First, to see that my text field has a value binding, I might write something like this:
- (void)testPersonNameFieldHasValueBinding { NSTextField *personNameField = [_windowController personNameField]; NSDictionary *valueBindingInfo = [personNameField infoForBinding:NSValueBinding]; STAssertNotNil(valueBindingInfo, @"The person name field's value should be bound."); }
Of course, this tells us nothing about how the binding should be configured, so it needs some fleshing out…
Let’s check the object and key path for the binding.
- (void)testPersonNameFieldHasValueBinding { NSTextField *personNameField = [_windowController personNameField]; NSDictionary *valueBindingInfo = [personNameField infoForBinding:NSValueBinding]; STAssertNotNil(valueBindingInfo, @"The person name field's value should be bound."); NSObjectController *personController = [_windowController personController]; STAssertEquals([valueBindingInfo objectForKey:NSObservedObjectKey], personController, @"The person name field should be bound to the person controller."); STAssertEqualObjects([valueBindingInfo objectForKey:NSObservedKeyPathKey], @"name", @"The person name field's value should be bound to the 'name' key."); }
Not very exciting, and a little verbose, but it'll easily lead us through what needs to be set up in Interface Builder for this binding to work.

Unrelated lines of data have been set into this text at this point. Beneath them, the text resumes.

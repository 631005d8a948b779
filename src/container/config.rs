//! Container launch configuration

use crate::service::{ServiceRegistry, ServiceSpec};
use serde::{Deserialize, Serialize};
use std::collections::BTreeMap;

/// Label carrying the project name
pub const PROJECT_LABEL: &str = "com.docker.compose.project";

/// Label carrying the service name
pub const SERVICE_LABEL: &str = "com.docker.compose.service";

/// Container status as reported by the runtime
#[derive(Debug, Clone, Copy, PartialEq, Eq, Serialize, Deserialize)]
#[serde(rename_all = "lowercase")]
pub enum ContainerStatus {
    /// Container is created but not running
    Created,
    /// Container is running
    Running,
    /// Container is paused
    Paused,
    /// Container is being restarted by the runtime
    Restarting,
    /// Container has exited
    Exited,
    /// Container is being removed
    Removing,
    /// Container is in an error state
    Dead,
    /// Runtime does not know the container
    Missing,
}

impl ContainerStatus {
    /// Parse the runtime's status string
    pub fn from_runtime(s: &str) -> Self {
        match s.trim() {
            "created" => ContainerStatus::Created,
            "running" => ContainerStatus::Running,
            "paused" => ContainerStatus::Paused,
            "restarting" => ContainerStatus::Restarting,
            "exited" => ContainerStatus::Exited,
            "removing" => ContainerStatus::Removing,
            "dead" => ContainerStatus::Dead,
            _ => ContainerStatus::Missing,
        }
    }
}

impl std::fmt::Display for ContainerStatus {
    fn fmt(&self, f: &mut std::fmt::Formatter<'_>) -> std::fmt::Result {
        match self {
            ContainerStatus::Created => write!(f, "created"),
            ContainerStatus::Running => write!(f, "running"),
            ContainerStatus::Paused => write!(f, "paused"),
            ContainerStatus::Restarting => write!(f, "restarting"),
            ContainerStatus::Exited => write!(f, "exited"),
            ContainerStatus::Removing => write!(f, "removing"),
            ContainerStatus::Dead => write!(f, "dead"),
            ContainerStatus::Missing => write!(f, "missing"),
        }
    }
}

/// Reference to a started container
#[derive(Debug, Clone, PartialEq, Eq, Serialize, Deserialize)]
pub struct ContainerHandle {
    /// Runtime container ID
    pub id: String,
    /// Container name
    pub name: String,
}

impl ContainerHandle {
    /// Refer to a container by name only
    pub fn named(name: &str) -> Self {
        Self {
            id: name.to_string(),
            name: name.to_string(),
        }
    }
}

/// How a container exited
#[derive(Debug, Clone, Copy, PartialEq, Eq)]
pub struct ExitStatus {
    /// Exit code of the main process
    pub code: i64,
}

impl ExitStatus {
    /// Whether the container exited cleanly
    pub fn success(&self) -> bool {
        self.code == 0
    }
}

/// Everything the runtime needs to start one service container
#[derive(Debug, Clone, PartialEq, Eq, Serialize, Deserialize)]
pub struct LaunchRequest {
    /// Service name
    pub service: String,
    /// Container name
    pub name: String,
    /// Image reference
    pub image: String,
    /// Entry point
    pub entrypoint: Option<Vec<String>>,
    /// Command to run
    pub command: Option<Vec<String>>,
    /// Environment variables, passed through verbatim
    pub env: Vec<(String, String)>,
    /// Runtime network names; the first is the primary network
    pub networks: Vec<String>,
    /// Network aliases (the service name)
    pub aliases: Vec<String>,
    /// Volume mounts, with named volumes mapped to runtime names
    pub mounts: Vec<String>,
    /// Published ports
    pub ports: Vec<String>,
    /// Working directory
    pub working_dir: Option<String>,
    /// Container labels
    pub labels: BTreeMap<String, String>,
}

impl LaunchRequest {
    /// Build the launch request for `spec` within `registry`'s project
    pub fn for_service(registry: &ServiceRegistry, spec: &ServiceSpec, image: &str) -> Self {
        let project = registry.project();

        let networks = spec
            .networks
            .iter()
            .map(|name| match registry.network(name) {
                Some(network) => network.runtime_name(project),
                None => format!("{}_{}", project, name),
            })
            .collect();

        let mounts = spec
            .mounts
            .iter()
            .map(|mount| match mount.split_once(':') {
                Some((source, rest)) => match registry.volume(source) {
                    Some(volume) => format!("{}:{}", volume.runtime_name(project), rest),
                    None => mount.clone(),
                },
                None => mount.clone(),
            })
            .collect();

        let mut labels = BTreeMap::new();
        labels.insert(PROJECT_LABEL.to_string(), project.to_string());
        labels.insert(SERVICE_LABEL.to_string(), spec.name.clone());

        Self {
            service: spec.name.clone(),
            name: spec.container_name(project),
            image: image.to_string(),
            entrypoint: spec.entrypoint.clone(),
            command: spec.command.clone(),
            env: spec.environment.clone(),
            networks,
            aliases: vec![spec.name.clone()],
            mounts,
            ports: spec.ports.clone(),
            working_dir: spec.working_dir.clone(),
            labels,
        }
    }
}

#[cfg(test)]
mod tests {
    use super::*;
    use crate::service::{ImageSource, Network, RegistryBuilder, Volume};

    #[test]
    fn test_launch_request_maps_project_resources() {
        let mut builder = RegistryBuilder::new("dev");
        builder.register_network(Network::new("backend")).unwrap();
        let mut shared = Network::new("shared");
        shared.external = true;
        builder.register_network(shared).unwrap();
        builder.register_volume(Volume::new("pgdata")).unwrap();

        let mut db = ServiceSpec::new("db", ImageSource::Image("postgres:16".to_string()))
            .network("backend")
            .network("shared")
            .env("POSTGRES_PASSWORD", "secret")
            .env("PGDATA", "/var/lib/postgresql/data/pg");
        db.mounts = vec![
            "pgdata:/var/lib/postgresql/data".to_string(),
            "./init:/docker-entrypoint-initdb.d:ro".to_string(),
        ];
        builder.register(db).unwrap();
        let registry = builder.load().unwrap();

        let spec = registry.resolve("db").unwrap();
        let request = LaunchRequest::for_service(&registry, spec, "postgres:16");

        assert_eq!(request.name, "dev-db-1");
        assert_eq!(request.networks, vec!["dev_backend", "shared"]);
        assert_eq!(
            request.mounts,
            vec![
                "dev_pgdata:/var/lib/postgresql/data",
                "./init:/docker-entrypoint-initdb.d:ro"
            ]
        );
        assert_eq!(
            request.env,
            vec![
                ("POSTGRES_PASSWORD".to_string(), "secret".to_string()),
                ("PGDATA".to_string(), "/var/lib/postgresql/data/pg".to_string()),
            ]
        );
        assert_eq!(request.labels.get(SERVICE_LABEL).unwrap(), "db");
    }

    #[test]
    fn test_status_from_runtime() {
        assert_eq!(ContainerStatus::from_runtime("running\n"), ContainerStatus::Running);
        assert_eq!(ContainerStatus::from_runtime("exited"), ContainerStatus::Exited);
        assert_eq!(ContainerStatus::from_runtime(""), ContainerStatus::Missing);
    }
}
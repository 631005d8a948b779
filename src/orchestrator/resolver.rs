//! Dependency resolution
//!
//! Depth-first topological sort over `depends_on` edges. Roots are visited in
//! declaration order and dependencies in the order they are listed, so the
//! result is deterministic and independent services keep their declaration
//! order.

use crate::error::ConfigError;
use crate::service::ServiceSpec;
use std::collections::HashMap;

#[derive(Clone, Copy, PartialEq, Eq)]
enum Mark {
    Visiting,
    Visited,
}

/// Orders services so that every dependency precedes its dependents
pub struct DependencyResolver<'a> {
    specs: HashMap<&'a str, &'a ServiceSpec>,
    marks: HashMap<&'a str, Mark>,
    stack: Vec<&'a str>,
    order: Vec<String>,
}

impl<'a> DependencyResolver<'a> {
    /// Resolve the launch order of `specs`, given in declaration order
    pub fn resolve<I>(specs: I) -> Result<Vec<String>, ConfigError>
    where
        I: IntoIterator<Item = &'a ServiceSpec>,
    {
        let declared: Vec<&ServiceSpec> = specs.into_iter().collect();

        let mut resolver = DependencyResolver {
            specs: declared.iter().copied().map(|s| (s.name.as_str(), s)).collect(),
            marks: HashMap::with_capacity(declared.len()),
            stack: Vec::new(),
            order: Vec::with_capacity(declared.len()),
        };

        for spec in declared {
            resolver.visit(spec)?;
        }

        Ok(resolver.order)
    }

    fn visit(&mut self, spec: &'a ServiceSpec) -> Result<(), ConfigError> {
        let name = spec.name.as_str();
        match self.marks.get(name) {
            Some(Mark::Visited) => return Ok(()),
            Some(Mark::Visiting) => {
                let start = self.stack.iter().position(|s| *s == name).unwrap_or(0);
                let mut path: Vec<String> =
                    self.stack[start..].iter().map(|s| s.to_string()).collect();
                path.push(name.to_string());
                return Err(ConfigError::CyclicDependency { path });
            }
            None => {}
        }

        self.marks.insert(name, Mark::Visiting);
        self.stack.push(name);

        for dependency in &spec.depends_on {
            let dep = self.specs.get(dependency.as_str()).copied().ok_or_else(|| {
                ConfigError::DanglingDependency {
                    service: spec.name.clone(),
                    dependency: dependency.clone(),
                }
            })?;
            self.visit(dep)?;
        }

        self.stack.pop();
        self.marks.insert(name, Mark::Visited);
        self.order.push(name.to_string());

        Ok(())
    }
}
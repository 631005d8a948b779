//! Compose file support
//!
//! Reads compose-style YAML documents and loads them into a
//! [`ServiceRegistry`](crate::service::ServiceRegistry).

pub mod config;
pub mod parser;

pub use config::{ComposeConfig, ServiceConfig};
pub use parser::{parse_duration, ComposeParser, LoadedProject};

If you want to cut down the verbosity, you can of course extract a method to do the basic checking...
- (BOOL)object:(id)object shouldHaveBinding:(NSString *)binding to:(id)boundObject throughKeyPath:(NSString *)keyPath { NSDictionary *info = [object infoForBinding:binding]; return ([info objectForKey:NSObservedObjectKey] == boundObject) && [[info objectForKey:NSObservedKeyPathKey] isEqualToString:keyPath]; } - (void)testPersonNameFieldHasValueBinding { NSTextField *personNameField = [_windowController personNameField]; NSObjectController *personController = [_windowController personController]; STAssertTrue([self object:personNameField shouldHaveBinding:NSValue to:personController throughKeyPath:@"name"], @"Bind person name field's value to the person controller's 'name' key path."); }
If you're writing code that needs, say, a value transformer, it's a simple matter to extend this model to also check that the correct value transformer class name is specified for the NSValueTransformerNameBindingOption
key in the binding options dictionary returned for NSOptionsKey
.
You can even extract these kinds of checks into your own subclass of SenTestCase
that you use as the basis for all of your application test cases. This will let you write very concise specifications for how your user interface should be wired to the rest of the code, that you can use to just walk through Interface Builder and connect things together — as well as use to ensure that you don't break it accidentally by making changes to other items in Interface Builder.
This is the real power of test-driven development when combined with Cocoa: Because you can trust that the framework will do the right thing as long as it's set up right, you simply need to write tests that specify how your application's interface should be set up. You don't need to figure out how to create events manually, push them through the run loop or through the window's -sendEvent:
method, how to deal with showing or not showing the window during tests, or anything like that. Just ensure that your user interface is wired up correctly and Cocoa will take care of the rest.